• Required work: Scan the listing below for the word "metadata" and copy every line that has it.
== Data for the task ==
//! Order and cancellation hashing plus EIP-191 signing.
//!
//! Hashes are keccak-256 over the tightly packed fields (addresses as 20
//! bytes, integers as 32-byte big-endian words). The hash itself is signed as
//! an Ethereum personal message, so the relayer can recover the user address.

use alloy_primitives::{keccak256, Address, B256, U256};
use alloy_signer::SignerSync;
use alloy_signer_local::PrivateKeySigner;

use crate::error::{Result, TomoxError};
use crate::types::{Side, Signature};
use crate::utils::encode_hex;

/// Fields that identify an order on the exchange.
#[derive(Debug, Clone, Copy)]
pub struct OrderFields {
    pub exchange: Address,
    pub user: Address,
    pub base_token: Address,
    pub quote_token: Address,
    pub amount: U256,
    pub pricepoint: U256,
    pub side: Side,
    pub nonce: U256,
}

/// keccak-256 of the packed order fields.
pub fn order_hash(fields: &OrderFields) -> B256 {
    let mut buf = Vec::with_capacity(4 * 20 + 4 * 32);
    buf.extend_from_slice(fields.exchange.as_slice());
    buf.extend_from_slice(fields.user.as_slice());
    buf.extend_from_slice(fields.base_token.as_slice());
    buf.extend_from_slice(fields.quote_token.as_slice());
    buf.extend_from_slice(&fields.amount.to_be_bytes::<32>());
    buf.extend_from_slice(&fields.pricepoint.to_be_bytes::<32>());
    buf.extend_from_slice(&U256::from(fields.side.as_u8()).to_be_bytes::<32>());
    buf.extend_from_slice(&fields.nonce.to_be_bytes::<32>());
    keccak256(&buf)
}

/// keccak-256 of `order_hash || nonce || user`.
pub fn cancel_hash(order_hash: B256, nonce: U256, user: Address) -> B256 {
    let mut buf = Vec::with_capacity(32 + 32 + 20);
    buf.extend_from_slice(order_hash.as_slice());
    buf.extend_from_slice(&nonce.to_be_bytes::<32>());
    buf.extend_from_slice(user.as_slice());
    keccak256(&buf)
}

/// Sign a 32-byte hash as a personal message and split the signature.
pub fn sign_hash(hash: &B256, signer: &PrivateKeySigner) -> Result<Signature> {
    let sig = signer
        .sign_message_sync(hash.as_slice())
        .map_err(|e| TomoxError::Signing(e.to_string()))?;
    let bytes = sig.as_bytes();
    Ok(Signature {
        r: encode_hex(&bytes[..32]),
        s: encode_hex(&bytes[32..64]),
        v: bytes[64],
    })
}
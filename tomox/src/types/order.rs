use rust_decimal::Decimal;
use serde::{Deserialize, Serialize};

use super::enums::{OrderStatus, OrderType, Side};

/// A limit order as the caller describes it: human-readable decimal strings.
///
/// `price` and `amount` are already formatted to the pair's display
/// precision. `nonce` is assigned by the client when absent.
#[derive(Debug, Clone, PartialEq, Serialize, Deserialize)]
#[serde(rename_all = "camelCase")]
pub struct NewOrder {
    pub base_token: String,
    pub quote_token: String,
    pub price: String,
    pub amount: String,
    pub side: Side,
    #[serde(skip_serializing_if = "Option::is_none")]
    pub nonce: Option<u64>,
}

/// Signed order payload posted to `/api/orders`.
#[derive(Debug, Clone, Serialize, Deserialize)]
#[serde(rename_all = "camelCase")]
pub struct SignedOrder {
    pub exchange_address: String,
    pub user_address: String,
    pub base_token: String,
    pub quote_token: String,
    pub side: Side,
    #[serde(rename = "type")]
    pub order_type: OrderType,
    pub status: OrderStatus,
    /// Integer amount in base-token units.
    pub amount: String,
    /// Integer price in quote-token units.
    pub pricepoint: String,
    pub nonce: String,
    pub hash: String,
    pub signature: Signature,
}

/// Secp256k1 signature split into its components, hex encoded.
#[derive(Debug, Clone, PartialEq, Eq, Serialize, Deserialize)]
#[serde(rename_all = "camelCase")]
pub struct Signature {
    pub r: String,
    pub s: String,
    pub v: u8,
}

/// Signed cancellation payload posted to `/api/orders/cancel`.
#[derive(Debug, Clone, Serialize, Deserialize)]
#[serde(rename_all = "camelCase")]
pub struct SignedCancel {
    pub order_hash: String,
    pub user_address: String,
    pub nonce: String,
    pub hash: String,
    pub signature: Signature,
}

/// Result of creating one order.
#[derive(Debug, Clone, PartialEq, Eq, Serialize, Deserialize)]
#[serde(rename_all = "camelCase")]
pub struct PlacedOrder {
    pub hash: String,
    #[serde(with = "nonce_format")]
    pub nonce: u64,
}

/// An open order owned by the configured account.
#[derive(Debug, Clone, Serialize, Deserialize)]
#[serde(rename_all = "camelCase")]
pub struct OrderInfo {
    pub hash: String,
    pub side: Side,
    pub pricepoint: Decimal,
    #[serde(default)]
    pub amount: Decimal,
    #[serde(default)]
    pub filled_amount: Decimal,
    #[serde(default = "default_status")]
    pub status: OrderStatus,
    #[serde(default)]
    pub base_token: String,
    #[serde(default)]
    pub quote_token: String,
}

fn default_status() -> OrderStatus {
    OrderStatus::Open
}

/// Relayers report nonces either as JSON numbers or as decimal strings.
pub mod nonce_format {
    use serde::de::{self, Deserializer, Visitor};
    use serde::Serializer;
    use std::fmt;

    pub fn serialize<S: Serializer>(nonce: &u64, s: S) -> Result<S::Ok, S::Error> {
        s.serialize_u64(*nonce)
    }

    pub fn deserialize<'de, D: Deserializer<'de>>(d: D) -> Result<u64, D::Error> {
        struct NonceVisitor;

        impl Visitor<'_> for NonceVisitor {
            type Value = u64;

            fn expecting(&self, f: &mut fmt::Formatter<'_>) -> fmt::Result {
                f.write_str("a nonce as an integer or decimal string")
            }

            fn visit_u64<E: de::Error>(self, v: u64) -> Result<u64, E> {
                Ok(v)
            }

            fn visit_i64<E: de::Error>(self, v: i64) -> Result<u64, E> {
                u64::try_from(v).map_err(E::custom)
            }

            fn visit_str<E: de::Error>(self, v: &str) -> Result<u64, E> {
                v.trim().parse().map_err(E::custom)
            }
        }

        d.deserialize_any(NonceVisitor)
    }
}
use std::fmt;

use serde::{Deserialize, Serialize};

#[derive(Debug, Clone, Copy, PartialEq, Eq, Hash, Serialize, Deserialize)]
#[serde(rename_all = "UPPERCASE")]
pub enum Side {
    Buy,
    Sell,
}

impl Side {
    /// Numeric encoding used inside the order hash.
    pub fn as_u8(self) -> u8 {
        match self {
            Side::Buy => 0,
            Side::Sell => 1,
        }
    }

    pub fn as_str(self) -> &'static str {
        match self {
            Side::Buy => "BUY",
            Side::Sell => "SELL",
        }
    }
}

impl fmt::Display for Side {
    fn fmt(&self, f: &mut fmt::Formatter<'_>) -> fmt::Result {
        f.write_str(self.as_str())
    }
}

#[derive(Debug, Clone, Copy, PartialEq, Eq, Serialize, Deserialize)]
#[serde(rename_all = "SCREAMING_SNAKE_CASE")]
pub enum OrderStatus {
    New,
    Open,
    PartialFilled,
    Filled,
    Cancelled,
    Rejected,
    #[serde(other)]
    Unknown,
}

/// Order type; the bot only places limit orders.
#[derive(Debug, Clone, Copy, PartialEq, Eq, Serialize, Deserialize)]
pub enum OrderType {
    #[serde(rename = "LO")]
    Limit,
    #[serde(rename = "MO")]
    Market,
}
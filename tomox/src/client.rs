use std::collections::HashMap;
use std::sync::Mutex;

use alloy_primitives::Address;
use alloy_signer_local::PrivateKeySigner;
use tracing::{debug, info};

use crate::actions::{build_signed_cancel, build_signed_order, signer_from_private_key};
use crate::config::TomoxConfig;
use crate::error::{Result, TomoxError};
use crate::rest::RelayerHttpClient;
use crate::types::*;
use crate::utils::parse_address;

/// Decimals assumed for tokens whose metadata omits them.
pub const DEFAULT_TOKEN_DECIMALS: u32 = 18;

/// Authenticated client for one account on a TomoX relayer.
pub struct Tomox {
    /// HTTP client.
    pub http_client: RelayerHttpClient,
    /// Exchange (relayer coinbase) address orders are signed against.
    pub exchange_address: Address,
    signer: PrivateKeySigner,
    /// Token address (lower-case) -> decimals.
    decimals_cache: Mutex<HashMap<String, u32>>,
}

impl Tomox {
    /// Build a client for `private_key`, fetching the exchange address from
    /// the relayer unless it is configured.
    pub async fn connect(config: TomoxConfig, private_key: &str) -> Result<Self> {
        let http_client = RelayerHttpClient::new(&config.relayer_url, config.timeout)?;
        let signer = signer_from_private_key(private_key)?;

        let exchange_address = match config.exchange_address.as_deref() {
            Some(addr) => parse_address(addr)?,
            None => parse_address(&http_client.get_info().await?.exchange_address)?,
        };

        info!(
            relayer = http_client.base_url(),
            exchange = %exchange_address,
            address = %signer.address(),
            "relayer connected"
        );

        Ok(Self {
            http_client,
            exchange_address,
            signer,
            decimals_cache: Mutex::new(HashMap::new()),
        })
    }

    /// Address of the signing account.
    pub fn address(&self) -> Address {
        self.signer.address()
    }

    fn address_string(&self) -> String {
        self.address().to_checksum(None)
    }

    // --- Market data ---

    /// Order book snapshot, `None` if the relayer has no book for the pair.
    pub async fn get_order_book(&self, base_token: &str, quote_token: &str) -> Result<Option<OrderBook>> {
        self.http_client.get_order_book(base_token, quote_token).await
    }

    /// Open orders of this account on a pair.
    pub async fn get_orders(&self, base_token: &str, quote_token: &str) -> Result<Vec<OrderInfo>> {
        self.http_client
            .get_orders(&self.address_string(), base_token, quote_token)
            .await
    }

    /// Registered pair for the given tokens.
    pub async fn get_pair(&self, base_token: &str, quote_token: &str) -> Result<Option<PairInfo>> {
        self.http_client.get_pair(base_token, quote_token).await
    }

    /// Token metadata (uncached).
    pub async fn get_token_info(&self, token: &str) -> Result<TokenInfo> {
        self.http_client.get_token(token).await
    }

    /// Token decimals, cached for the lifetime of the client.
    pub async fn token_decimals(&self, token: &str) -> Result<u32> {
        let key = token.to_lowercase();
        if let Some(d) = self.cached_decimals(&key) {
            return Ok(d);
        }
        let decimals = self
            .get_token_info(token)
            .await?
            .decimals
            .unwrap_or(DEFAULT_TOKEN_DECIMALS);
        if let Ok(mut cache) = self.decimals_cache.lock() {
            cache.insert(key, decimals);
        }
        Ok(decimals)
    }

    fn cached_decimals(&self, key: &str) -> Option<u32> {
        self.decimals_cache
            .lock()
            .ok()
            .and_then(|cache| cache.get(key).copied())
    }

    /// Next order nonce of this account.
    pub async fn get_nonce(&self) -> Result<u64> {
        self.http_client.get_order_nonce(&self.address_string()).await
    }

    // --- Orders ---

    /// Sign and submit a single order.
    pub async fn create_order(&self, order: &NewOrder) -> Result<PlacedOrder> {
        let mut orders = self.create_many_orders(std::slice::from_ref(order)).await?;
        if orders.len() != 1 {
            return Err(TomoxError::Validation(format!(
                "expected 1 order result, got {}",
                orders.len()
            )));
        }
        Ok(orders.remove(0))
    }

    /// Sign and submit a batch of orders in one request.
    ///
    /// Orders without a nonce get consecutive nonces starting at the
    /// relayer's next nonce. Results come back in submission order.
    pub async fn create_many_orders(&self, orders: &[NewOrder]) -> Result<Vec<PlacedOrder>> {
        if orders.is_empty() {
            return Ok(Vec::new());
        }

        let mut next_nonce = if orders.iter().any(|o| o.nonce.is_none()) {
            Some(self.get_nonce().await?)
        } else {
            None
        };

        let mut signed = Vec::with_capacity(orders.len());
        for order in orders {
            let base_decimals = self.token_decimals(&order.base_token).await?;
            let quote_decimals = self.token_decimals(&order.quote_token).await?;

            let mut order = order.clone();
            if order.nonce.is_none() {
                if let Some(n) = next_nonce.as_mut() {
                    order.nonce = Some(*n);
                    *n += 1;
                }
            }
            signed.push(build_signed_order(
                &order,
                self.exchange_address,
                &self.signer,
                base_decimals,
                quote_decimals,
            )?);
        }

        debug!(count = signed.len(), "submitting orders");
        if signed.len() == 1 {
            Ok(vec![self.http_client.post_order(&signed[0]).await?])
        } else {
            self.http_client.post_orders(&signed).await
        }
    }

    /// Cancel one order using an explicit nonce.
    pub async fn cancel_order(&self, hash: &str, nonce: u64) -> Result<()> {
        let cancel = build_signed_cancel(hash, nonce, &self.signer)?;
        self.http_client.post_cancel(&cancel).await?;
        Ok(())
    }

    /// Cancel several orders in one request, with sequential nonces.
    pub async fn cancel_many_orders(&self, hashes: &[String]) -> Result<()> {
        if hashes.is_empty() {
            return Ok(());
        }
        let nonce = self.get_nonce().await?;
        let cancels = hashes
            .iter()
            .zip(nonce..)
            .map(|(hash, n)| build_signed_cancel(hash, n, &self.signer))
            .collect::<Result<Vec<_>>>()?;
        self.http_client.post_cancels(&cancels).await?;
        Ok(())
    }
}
===
• Task result:
/// Decimals assumed for tokens whose metadata omits them.
    /// Token metadata (uncached).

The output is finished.